Please do not confuse SHARE with the Linux Open Source groups of today. While SHARE was sharing source with members the focus was on creating maintainable business class software for production environments. This is a completely different mentality from the “hurl it and burn it” mentality of most Linux distros. If you have used Linux distros for about a decade, you are all too familiar with the vast quantity of single release packages. These packages are rolled into one release then are simply never maintained – or – they get completely rewritten by someone else because nobody wants to maintain someone else’s code, especially the tweens and teens writing most of those packages.

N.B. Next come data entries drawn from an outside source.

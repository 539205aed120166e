use actix_cors::Cors;
use actix_web::http::header;
use actix_web::middleware::{DefaultHeaders, Logger};
use actix_web::{cookie::Key, web, App, HttpServer};
use amblog::{config::Config, helper::image_helpers::MediaStore, helper::render_helpers, routes};
use clap::Parser;
use r2d2::Pool;
use r2d2_sqlite::SqliteConnectionManager;
use std::convert::TryFrom;
use std::fs;
use std::path::PathBuf;

#[derive(Parser, Debug)]
#[command(name = "amblog_server", author, version, about = "Starts the amblog web server.")]
struct Cli {
    /// Path to the .env configuration file.
    #[arg(long, required = true, value_name = "FILE")]
    env_file: PathBuf,
}

fn build_cors(allowed_origins: &str) -> Cors {
    let cors = if allowed_origins.trim() == "*" {
        Cors::default().allow_any_origin()
    } else {
        allowed_origins
            .split(',')
            .map(str::trim)
            .filter(|s| !s.is_empty())
            .fold(Cors::default(), |cors, origin| cors.allowed_origin(origin))
    };
    cors.allowed_methods(vec!["GET", "POST", "PUT", "DELETE"])
        .allowed_headers(vec![header::ACCEPT, header::CONTENT_TYPE])
        .supports_credentials()
        .max_age(3600)
}

#[actix_web::main]
async fn main() -> std::io::Result<()> {
    let cli = Cli::parse();

    let config = Config::from_env(&cli.env_file)
        .expect("FATAL: Failed to load or parse configuration.");

    env_logger::init_from_env(env_logger::Env::new().default_filter_or(&config.log_level));

    let tera = render_helpers::load_templates("templates/**/*.html").expect("Tera initialization failed");

    let db_path = config.blog_db_path();
    if !db_path.exists() {
        panic!("FATAL: blog.db not found. Run 'cargo run --bin setup_cli -- --env-file <path> db setup'");
    }

    let manager = SqliteConnectionManager::file(&db_path)
        .with_init(|conn| conn.execute_batch("PRAGMA foreign_keys = ON;"));
    let pool = Pool::builder()
        .build(manager)
        .expect("FATAL: Failed to create Rusqlite connection pool.");

    fs::create_dir_all(&config.media_path).expect("Failed to create media directory");
    let store = web::Data::new(MediaStore::new(&config.media_path));

    let session_key_bytes = hex::decode(&config.session_secret_key)
        .expect("FATAL: SESSION_SECRET_KEY in .env is not a valid hex string.");
    let session_key = Key::try_from(session_key_bytes.as_slice())
        .expect("FATAL: The decoded SESSION_SECRET_KEY is not long enough (minimum 64 bytes required).");

    let server_address = format!("{}:{}", config.web.host, config.web.port);
    log::info!("Server starting at http://{}", server_address);

    HttpServer::new(move || {
        App::new()
            .wrap(build_cors(&config.allowed_origins))
            .wrap(Logger::default())
            .wrap(
                DefaultHeaders::new()
                    .add(("X-Content-Type-Options", "nosniff"))
                    .add(("X-Frame-Options", "DENY"))
                    .add(("X-XSS-Protection", "1; mode=block")),
            )
            .app_data(web::Data::new(config.clone()))
            .app_data(web::Data::new(tera.clone()))
            .app_data(web::Data::new(pool.clone()))
            .app_data(store.clone())
            .service(actix_files::Files::new("/media", &config.media_path))
            .service(actix_files::Files::new("/static", "./static"))
            .service(
                web::scope("")
                    .wrap(routes::session_middleware(session_key.clone(), config.use_secure_cookies))
                    .configure(routes::config_site),
            )
    })
    .bind(server_address)?
    .run()
    .await
}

Corporations were forced to manufacture the programmers they needed. Many developed internal training programs where they would hire 30-100 college age kids and run them through various programming courses teaching them how to develop software for this particular corporation. At the end of the training program those who did well would be given full time jobs within various units of the corporation. For most corporations these were not unpaid training courses, they were actual salaried positions which lead to hire paying positions within the company. In today’s world, most corporations are intent on replacing all of their U.S. workers with H1-B or other visa workers in a race to the bottom.

It is actually very telling if you can find out just how many visa workers a corporation has because as that number climbs the well being of the corporation seems to directly decline. It is also next to impossible to identify just how many visa workers are at a company without interviewing the token few U.S. citizens they still have employed. You see, most subcontract these visa workers through various services firms.

Before you paint the previous paragraph as a slam at visa workers and those who employ them, you should take a look at this recent article.

Companies which are Wall Street darlings today have massive program hiring practices. Facebook, Intuit and many others have brought back forms of this practice with gusto. Conversely companies like IBM and HP who have massively embraced off-shore workers are headed down the soil pipe and into the sewer.

The lesson is clear. You can either race to the bottom and an inevitable bankruptcy (ala the GM bailout of several years ago after they massively chased off-shore IT workers) or you can build what you need and rocket over the top.

Do not just lay this at the feet of the visa workers though. Management at companies pursuing this path to riches are simply incompetent. This seems like a “quick fix” to “cut costs” for a short term bonus, and it might well be. The trouble is this line of thinking sacrifices any future the company might have had. In truth, the race to embrace visa workers is a red flag for investors that upper management is routinely making horrible decisions. Those decisions might not yet show in the financials or the stock price, but, when they do it will be like trying to hide an ocean liner in a bath tub.